### Required action
Write the data out again, matching every line exactly.

### Provided material
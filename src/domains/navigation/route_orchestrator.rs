use crate::common::{LocalValidationError, RouteError};
use crate::domains::navigation::ports::{MapRenderer, RoutingBackend};
use crate::domains::navigation::types::{LayerRef, RouteRequest, RouteResult};
use std::sync::Arc;

/// Identifies one issued route request. Only the most recent ticket may render.
#[derive(Debug, Clone, Copy, PartialEq, Eq, Hash, PartialOrd, Ord)]
pub struct RouteTicket(u64);

/// A routing call detached from the orchestrator so it can run while newer
/// state keeps changing.
pub struct RouteCall {
    ticket: RouteTicket,
    request: RouteRequest,
    backend: Arc<dyn RoutingBackend>,
}

impl RouteCall {
    pub fn ticket(&self) -> RouteTicket {
        self.ticket
    }

    pub fn request(&self) -> &RouteRequest {
        &self.request
    }

    pub async fn run(self) -> RouteCompletion {
        let result = self.backend.route(&self.request).await;
        RouteCompletion { ticket: self.ticket, result }
    }
}

#[derive(Debug)]
pub struct RouteCompletion {
    pub ticket: RouteTicket,
    pub result: Result<RouteResult, RouteError>,
}

#[derive(Debug, Clone, PartialEq)]
pub enum RouteOutcome {
    Drawn(LayerRef),
    /// A newer request was issued (or the route cleared) before this one completed.
    Discarded,
    Failed(RouteError),
}

pub struct RouteOrchestrator {
    backend: Arc<dyn RoutingBackend>,
    latest: u64,
    in_flight: Option<RouteTicket>,
    drawn: Option<LayerRef>,
}

impl RouteOrchestrator {
    pub fn new(backend: Arc<dyn RoutingBackend>) -> Self {
        Self {
            backend,
            latest: 0,
            in_flight: None,
            drawn: None,
        }
    }

    /// Issues a new request, superseding any call still in flight.
    /// A request without waypoints is refused here and never reaches the backend.
    pub fn prepare(&mut self, request: RouteRequest) -> Result<RouteCall, LocalValidationError> {
        if request.waypoints.is_empty() {
            return Err(LocalValidationError::NoPlacedWaypoints);
        }
        self.latest += 1;
        let ticket = RouteTicket(self.latest);
        self.in_flight = Some(ticket);
        Ok(RouteCall {
            ticket,
            request,
            backend: self.backend.clone(),
        })
    }

    /// Applies a finished call. Stale completions are dropped without touching the map.
    pub fn complete(
        &mut self,
        completion: RouteCompletion,
        renderer: &dyn MapRenderer,
    ) -> RouteOutcome {
        if self.in_flight != Some(completion.ticket) {
            return RouteOutcome::Discarded;
        }
        self.in_flight = None;

        match completion.result {
            Ok(route) => {
                if let Some(old) = self.drawn.take() {
                    renderer.remove_layer(old);
                }
                let layer = renderer.draw_route(&route);
                renderer.fit_bounds(route.bounds);
                self.drawn = Some(layer);
                RouteOutcome::Drawn(layer)
            }
            Err(e) => RouteOutcome::Failed(e),
        }
    }

    /// Prepare, call and apply in one go, for callers that do not interleave requests.
    pub async fn request_route(
        &mut self,
        request: RouteRequest,
        renderer: &dyn MapRenderer,
    ) -> Result<RouteOutcome, LocalValidationError> {
        let call = self.prepare(request)?;
        let completion = call.run().await;
        Ok(self.complete(completion, renderer))
    }

    /// Removes the displayed route and invalidates any call in flight.
    /// Returns whether a layer was removed.
    pub fn clear(&mut self, renderer: &dyn MapRenderer) -> bool {
        self.in_flight = None;
        match self.drawn.take() {
            Some(layer) => {
                renderer.remove_layer(layer);
                true
            }
            None => false,
        }
    }

    pub fn is_in_flight(&self) -> bool {
        self.in_flight.is_some()
    }

    pub fn drawn_layer(&self) -> Option<LayerRef> {
        self.drawn
    }
}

### Result of this task
filename src/domains/navigation/route_orchestrator.rs
use crate::common::{LocalValidationError, RouteError};
use crate::domains::navigation::ports::{MapRenderer, RoutingBackend};
use crate::domains::navigation::types::{LayerRef, RouteRequest, RouteResult};
use std::sync::Arc;

/// Identifies one issued route request. Only the most recent ticket may render.
#[derive(Debug, Clone, Copy, PartialEq, Eq, Hash, PartialOrd, Ord)]
pub struct RouteTicket(u64);

/// A routing call detached from the orchestrator so it can run while newer
/// state keeps changing.
pub struct RouteCall {
    ticket: RouteTicket,
    request: RouteRequest,
    backend: Arc<dyn RoutingBackend>,
}

impl RouteCall {
    pub fn ticket(&self) -> RouteTicket {
        self.ticket
    }

    pub fn request(&self) -> &RouteRequest {
        &self.request
    }

    pub async fn run(self) -> RouteCompletion {
        let result = self.backend.route(&self.request).await;
        RouteCompletion { ticket: self.ticket, result }
    }
}

#[derive(Debug)]
pub struct RouteCompletion {
    pub ticket: RouteTicket,
    pub result: Result<RouteResult, RouteError>,
}

#[derive(Debug, Clone, PartialEq)]
pub enum RouteOutcome {
    Drawn(LayerRef),
    /// A newer request was issued (or the route cleared) before this one completed.
    Discarded,
    Failed(RouteError),
}

pub struct RouteOrchestrator {
    backend: Arc<dyn RoutingBackend>,
    latest: u64,
    in_flight: Option<RouteTicket>,
    drawn: Option<LayerRef>,
}

impl RouteOrchestrator {
    pub fn new(backend: Arc<dyn RoutingBackend>) -> Self {
        Self {
            backend,
            latest: 0,
            in_flight: None,
            drawn: None,
        }
    }

    /// Issues a new request, superseding any call still in flight.
    /// A request without waypoints is refused here and never reaches the backend.
    pub fn prepare(&mut self, request: RouteRequest) -> Result<RouteCall, LocalValidationError> {
        if request.waypoints.is_empty() {
            return Err(LocalValidationError::NoPlacedWaypoints);
        }
        self.latest += 1;
        let ticket = RouteTicket(self.latest);
        self.in_flight = Some(ticket);
        Ok(RouteCall {
            ticket,
            request,
            backend: self.backend.clone(),
        })
    }

    /// Applies a finished call. Stale completions are dropped without touching the map.
    pub fn complete(
        &mut self,
        completion: RouteCompletion,
        renderer: &dyn MapRenderer,
    ) -> RouteOutcome {
        if self.in_flight != Some(completion.ticket) {
            return RouteOutcome::Discarded;
        }
        self.in_flight = None;

        match completion.result {
            Ok(route) => {
                if let Some(old) = self.drawn.take() {
                    renderer.remove_layer(old);
                }
                let layer = renderer.draw_route(&route);
                renderer.fit_bounds(route.bounds);
                self.drawn = Some(layer);
                RouteOutcome::Drawn(layer)
            }
            Err(e) => RouteOutcome::Failed(e),
        }
    }

    /// Prepare, call and apply in one go, for callers that do not interleave requests.
    pub async fn request_route(
        &mut self,
        request: RouteRequest,
        renderer: &dyn MapRenderer,
    ) -> Result<RouteOutcome, LocalValidationError> {
        let call = self.prepare(request)?;
        let completion = call.run().await;
        Ok(self.complete(completion, renderer))
    }

    /// Removes the displayed route and invalidates any call in flight.
    /// Returns whether a layer was removed.
    pub fn clear(&mut self, renderer: &dyn MapRenderer) -> bool {
        self.in_flight = None;
        match self.drawn.take() {
            Some(layer) => {
                renderer.remove_layer(layer);
                true
            }
            None => false,
        }
    }

    pub fn is_in_flight(&self) -> bool {
        self.in_flight.is_some()
    }

    pub fn drawn_layer(&self) -> Option<LayerRef> {
        self.drawn
    }
}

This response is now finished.